> _Task objective_
Lines from the top of the entries through the line that has "use std::collections::HashMap;" must be duplicated exactly, and no others.

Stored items
□ □ □ □ □ □ □

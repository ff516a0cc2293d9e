//! Drink stock owned by one machine.
//!
//! The store is exclusively owned: peers never see it except through
//! protocol messages. The coordination engine wraps it in a mutex so
//! check-and-decrement is one atomic step against concurrent reservations.

use std::collections::HashMap;

/// Slot capacity of the physical machine.
pub const MAX_QUANTITY: u8 = 99;

/// Per-machine mapping of drink code to remaining quantity.
#[derive(Debug, Default)]
pub struct Inventory {
    stock: HashMap<String, u8>,
}

impl Inventory {
    /// Build from initial records. Quantities are clamped to
    /// `[0, MAX_QUANTITY]` here and only here; runtime decrements below
    /// zero are rejected, not clamped.
    pub fn new(records: impl IntoIterator<Item = (String, u8)>) -> Self {
        Self {
            stock: records
                .into_iter()
                .map(|(code, quantity)| (code, quantity.min(MAX_QUANTITY)))
                .collect(),
        }
    }

    /// Whether this machine carries the drink at all, in stock or not.
    #[must_use]
    pub fn is_handled(&self, code: &str) -> bool {
        self.stock.contains_key(code)
    }

    /// False for unhandled codes as well as empty slots.
    #[must_use]
    pub fn has_stock(&self, code: &str) -> bool {
        self.quantity(code) > 0
    }

    /// Remaining units; 0 for unhandled codes.
    #[must_use]
    pub fn quantity(&self, code: &str) -> u8 {
        self.stock.get(code).copied().unwrap_or(0)
    }

    /// Remove one unit. Returns true iff a unit was actually removed;
    /// false when the code is unhandled or already at zero. Never panics,
    /// this sits on the hot reservation path.
    pub fn decrement_by_one(&mut self, code: &str) -> bool {
        match self.stock.get_mut(code) {
            Some(quantity) if *quantity > 0 => {
                *quantity -= 1;
                true
            }
            _ => false,
        }
    }
}

#[cfg(test)]
#[allow(clippy::unwrap_used, reason = "Unwrap is ok in test code")]
mod tests {
    use super::*;

    fn inventory(records: &[(&str, u8)]) -> Inventory {
        Inventory::new(
            records
                .iter()
                .map(|(code, quantity)| ((*code).to_owned(), *quantity)),
        )
    }

    #[test]
    fn queries() {
        let inventory = inventory(&[("02", 3), ("05", 0)]);
        assert!(inventory.is_handled("02"));
        assert!(inventory.is_handled("05"));
        assert!(!inventory.is_handled("99"));
        assert!(inventory.has_stock("02"));
        assert!(!inventory.has_stock("05"));
        assert!(!inventory.has_stock("99"));
        assert_eq!(inventory.quantity("02"), 3);
        assert_eq!(inventory.quantity("99"), 0);
    }

    #[test]
    fn decrement_floor_at_zero() {
        let mut inventory = inventory(&[("02", 1)]);
        assert!(inventory.decrement_by_one("02"));
        assert_eq!(inventory.quantity("02"), 0);
        // Already empty: refused, quantity stays at zero
        assert!(!inventory.decrement_by_one("02"));
        assert_eq!(inventory.quantity("02"), 0);
        assert!(!inventory.decrement_by_one("unhandled"));
    }

    #[test]
    fn construction_clamps_to_slot_capacity() {
        let inventory = inventory(&[("02", 200)]);
        assert_eq!(inventory.quantity("02"), MAX_QUANTITY);
    }
}
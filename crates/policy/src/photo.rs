//! Photo visibility and redaction.
//!
//! A photo is visible when it is approved, or the caller owns it, or the
//! caller moderates. Visible photos expose `exif`, `location_exact` and
//! `status` only to the owner and moderators; for everyone else those keys
//! are absent from the serialized object, never `null`.

use crate::requester::Requester;
use chrono::{DateTime, Utc};
use photospot_geo::{BlurSettings, GeoPoint, PhotoLocationPair};
use photospot_query::{Category, Season, TimeOfDay};
use serde::{Deserialize, Serialize};
use std::fmt;
use std::str::FromStr;
use thiserror::Error;
use uuid::Uuid;

/// Review state of an upload.
#[derive(Debug, Clone, Copy, PartialEq, Eq, Hash, Default, Serialize, Deserialize)]
#[serde(rename_all = "snake_case")]
pub enum ModerationStatus {
    /// Awaiting review
    #[default]
    Pending,
    /// Publicly listed
    Approved,
    /// Hidden from everyone but owner and moderators
    Rejected,
}

/// A status string that names no known state.
#[derive(Debug, Clone, PartialEq, Eq, Error)]
#[error("unknown moderation status '{0}'")]
pub struct UnknownStatus(pub String);

impl ModerationStatus {
    /// Wire spelling.
    #[must_use]
    pub fn as_str(&self) -> &'static str {
        match self {
            ModerationStatus::Pending => "pending",
            ModerationStatus::Approved => "approved",
            ModerationStatus::Rejected => "rejected",
        }
    }
}

impl fmt::Display for ModerationStatus {
    fn fmt(&self, f: &mut fmt::Formatter<'_>) -> fmt::Result {
        f.write_str(self.as_str())
    }
}

impl FromStr for ModerationStatus {
    type Err = UnknownStatus;

    fn from_str(s: &str) -> Result<Self, Self::Err> {
        match s {
            "pending" => Ok(ModerationStatus::Pending),
            "approved" => Ok(ModerationStatus::Approved),
            "rejected" => Ok(ModerationStatus::Rejected),
            other => Err(UnknownStatus(other.to_string())),
        }
    }
}

/// A photo as held by the store, with nothing redacted.
#[derive(Debug, Clone, PartialEq, Serialize, Deserialize)]
pub struct PhotoRecord {
    /// Row id
    pub id: Uuid,
    /// Uploading user
    pub owner_id: Uuid,
    /// Display title
    pub title: String,
    /// Free-text caption
    pub description: Option<String>,
    /// Full-size image
    pub image_url: String,
    /// Listing-size image, if generated
    pub thumbnail_url: Option<String>,
    /// Subject category
    pub category: Category,
    /// Best season to shoot
    pub season: Option<Season>,
    /// Best light
    pub time_of_day: Option<TimeOfDay>,
    /// Exact and public points
    pub location: PhotoLocationPair,
    /// Blur applied when the public point was drawn
    pub blur: BlurSettings,
    /// Camera metadata as uploaded
    pub exif: Option<serde_json::Value>,
    /// Moderation state
    pub status: ModerationStatus,
    /// Upload time
    pub created_at: DateTime<Utc>,
}

/// Outcome of a detail lookup.
#[derive(Debug, Clone, PartialEq, Serialize)]
pub enum Visibility {
    /// The caller may see the photo, in this shape
    Visible(Box<PhotoView>),
    /// The caller must be told the photo does not exist
    Hidden,
}

/// Owner or moderator of this photo.
#[must_use]
pub fn is_privileged(photo: &PhotoRecord, requester: Option<&Requester>) -> bool {
    requester.is_some_and(|r| r.owns(photo.owner_id) || r.is_moderator())
}

/// Whether the photo may be shown to `requester` at all.
#[must_use]
pub fn can_view(photo: &PhotoRecord, requester: Option<&Requester>) -> bool {
    photo.status == ModerationStatus::Approved || is_privileged(photo, requester)
}

/// Decide visibility and redact in one step.
#[must_use]
pub fn photo_visibility(photo: &PhotoRecord, requester: Option<&Requester>) -> Visibility {
    if !can_view(photo, requester) {
        return Visibility::Hidden;
    }
    let view = PhotoView::from_record(photo, is_privileged(photo, requester));
    Visibility::Visible(Box::new(view))
}

/// Detail representation.
#[derive(Debug, Clone, PartialEq, Serialize)]
pub struct PhotoView {
    /// Row id
    pub id: Uuid,
    /// Uploading user
    pub owner_id: Uuid,
    /// Display title
    pub title: String,
    /// Free-text caption
    pub description: Option<String>,
    /// Full-size image
    pub image_url: String,
    /// Listing-size image, if generated
    pub thumbnail_url: Option<String>,
    /// Subject category
    pub category: Category,
    /// Best season to shoot
    pub season: Option<Season>,
    /// Best light
    pub time_of_day: Option<TimeOfDay>,
    /// Public, possibly blurred, point
    pub location: GeoPoint,
    /// Whether `location` was blurred
    pub location_blurred: bool,
    /// Upload time
    pub created_at: DateTime<Utc>,
    /// Outer `None` omits the key; inner `None` serializes as `null`
    #[serde(skip_serializing_if = "Option::is_none")]
    pub exif: Option<Option<serde_json::Value>>,
    /// Exact point, privileged callers only
    #[serde(skip_serializing_if = "Option::is_none")]
    pub location_exact: Option<GeoPoint>,
    /// Blur radius in meters, privileged callers only
    #[serde(skip_serializing_if = "Option::is_none")]
    pub blur_radius: Option<Option<u32>>,
    /// Moderation state, privileged callers only
    #[serde(skip_serializing_if = "Option::is_none")]
    pub status: Option<ModerationStatus>,
}

impl PhotoView {
    /// Shape a record, including restricted fields only when `privileged`.
    #[must_use]
    pub fn from_record(photo: &PhotoRecord, privileged: bool) -> Self {
        Self {
            id: photo.id,
            owner_id: photo.owner_id,
            title: photo.title.clone(),
            description: photo.description.clone(),
            image_url: photo.image_url.clone(),
            thumbnail_url: photo.thumbnail_url.clone(),
            category: photo.category,
            season: photo.season,
            time_of_day: photo.time_of_day,
            location: photo.location.public(),
            location_blurred: photo.blur.is_enabled(),
            created_at: photo.created_at,
            exif: privileged.then(|| photo.exif.clone()),
            location_exact: privileged.then(|| photo.location.exact()),
            blur_radius: privileged.then(|| photo.blur.radius_meters()),
            status: privileged.then_some(photo.status),
        }
    }
}

/// Listing row. Carries the public point only, whoever is asking.
#[derive(Debug, Clone, PartialEq, Serialize, Deserialize)]
pub struct PhotoListItem {
    /// Row id
    pub id: Uuid,
    /// Uploading user
    pub owner_id: Uuid,
    /// Display title
    pub title: String,
    /// Full-size image
    pub image_url: String,
    /// Listing-size image, if generated
    pub thumbnail_url: Option<String>,
    /// Subject category
    pub category: Category,
    /// Best season to shoot
    pub season: Option<Season>,
    /// Best light
    pub time_of_day: Option<TimeOfDay>,
    /// Public, possibly blurred, point
    pub location: GeoPoint,
    /// Upload time
    pub created_at: DateTime<Utc>,
}

impl From<&PhotoRecord> for PhotoListItem {
    fn from(photo: &PhotoRecord) -> Self {
        Self {
            id: photo.id,
            owner_id: photo.owner_id,
            title: photo.title.clone(),
            image_url: photo.image_url.clone(),
            thumbnail_url: photo.thumbnail_url.clone(),
            category: photo.category,
            season: photo.season,
            time_of_day: photo.time_of_day,
            location: photo.location.public(),
            created_at: photo.created_at,
        }
    }
}

#[cfg(test)]
mod tests {
    use super::*;
    use crate::requester::UserRole;
    use serde_json::json;

    const RESTRICTED: [&str; 4] = ["exif", "location_exact", "blur_radius", "status"];

    fn photo(owner_id: Uuid, status: ModerationStatus) -> PhotoRecord {
        let exact = GeoPoint::new(-122.4194, 37.7749);
        PhotoRecord {
            id: Uuid::new_v4(),
            owner_id,
            title: "Fog over the bay".into(),
            description: None,
            image_url: "https://cdn.example.com/p/1.jpg".into(),
            thumbnail_url: None,
            category: Category::Landscape,
            season: Some(Season::Summer),
            time_of_day: Some(TimeOfDay::GoldenHourMorning),
            location: PhotoLocationPair::from_stored(exact, GeoPoint::new(-122.4180, 37.7760)),
            blur: BlurSettings::with_radius(300).unwrap(),
            exif: Some(json!({"iso": 100})),
            status,
            created_at: Utc::now(),
        }
    }

    fn serialized(visibility: Visibility) -> serde_json::Map<String, serde_json::Value> {
        match visibility {
            Visibility::Visible(view) => match serde_json::to_value(&*view).unwrap() {
                serde_json::Value::Object(map) => map,
                other => panic!("expected object, got {other}"),
            },
            Visibility::Hidden => panic!("expected a visible photo"),
        }
    }

    #[test]
    fn test_owner_sees_pending_photo_with_restricted_fields() {
        let owner = Requester::new(Uuid::new_v4(), UserRole::Enthusiast);
        let record = photo(owner.id, ModerationStatus::Pending);

        let map = serialized(photo_visibility(&record, Some(&owner)));
        for key in RESTRICTED {
            assert!(map.contains_key(key), "owner should see {key}");
        }
        assert_eq!(map["status"], json!("pending"));
        assert_eq!(map["location_exact"], json!([-122.4194, 37.7749]));
    }

    #[test]
    fn test_pending_photo_hidden_from_others() {
        let record = photo(Uuid::new_v4(), ModerationStatus::Pending);
        let stranger = Requester::new(Uuid::new_v4(), UserRole::Photographer);

        assert_eq!(photo_visibility(&record, Some(&stranger)), Visibility::Hidden);
        assert_eq!(photo_visibility(&record, None), Visibility::Hidden);
    }

    #[test]
    fn test_rejected_photo_visible_to_moderator() {
        let record = photo(Uuid::new_v4(), ModerationStatus::Rejected);
        let moderator = Requester::new(Uuid::new_v4(), UserRole::Moderator);

        let map = serialized(photo_visibility(&record, Some(&moderator)));
        assert_eq!(map["status"], json!("rejected"));
        assert!(map.contains_key("exif"));
    }

    #[test]
    fn test_approved_photo_omits_restricted_keys_for_others() {
        let record = photo(Uuid::new_v4(), ModerationStatus::Approved);
        let stranger = Requester::new(Uuid::new_v4(), UserRole::Enthusiast);

        for requester in [Some(&stranger), None] {
            let map = serialized(photo_visibility(&record, requester));
            for key in RESTRICTED {
                assert!(!map.contains_key(key), "{key} leaked");
            }
            assert_eq!(map["location"], json!([-122.4180, 37.7760]));
            assert_eq!(map["location_blurred"], json!(true));
        }
    }

    #[test]
    fn test_null_exif_is_present_for_owner() {
        let owner = Requester::new(Uuid::new_v4(), UserRole::Photographer);
        let mut record = photo(owner.id, ModerationStatus::Approved);
        record.exif = None;

        let map = serialized(photo_visibility(&record, Some(&owner)));
        assert_eq!(map.get("exif"), Some(&serde_json::Value::Null));
    }

    #[test]
    fn test_list_item_has_public_point_only() {
        let record = photo(Uuid::new_v4(), ModerationStatus::Approved);
        let value = serde_json::to_value(PhotoListItem::from(&record)).unwrap();

        assert_eq!(value["location"], json!([-122.4180, 37.7760]));
        for key in RESTRICTED {
            assert!(value.get(key).is_none());
        }
    }

    #[test]
    fn test_stored_record_rejects_oversized_blur_radius() {
        let record = photo(Uuid::new_v4(), ModerationStatus::Approved);
        let mut value = serde_json::to_value(&record).unwrap();
        assert_eq!(serde_json::from_value::<PhotoRecord>(value.clone()).unwrap(), record);

        value["blur"]["radius_meters"] = json!(50_000);
        assert!(serde_json::from_value::<PhotoRecord>(value).is_err());
    }

    #[test]
    fn test_status_parsing() {
        assert_eq!("approved".parse::<ModerationStatus>().unwrap(), ModerationStatus::Approved);
        assert!("flagged".parse::<ModerationStatus>().is_err());
    }
}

□ □ □ □ □ □ □

> _Response to the exercise_
repository ff516a0cc2293d9e
//! Drink stock owned by one machine.
//!
//! The store is exclusively owned: peers never see it except through
//! protocol messages. The coordination engine wraps it in a mutex so
//! check-and-decrement is one atomic step against concurrent reservations.

use std::collections::HashMap;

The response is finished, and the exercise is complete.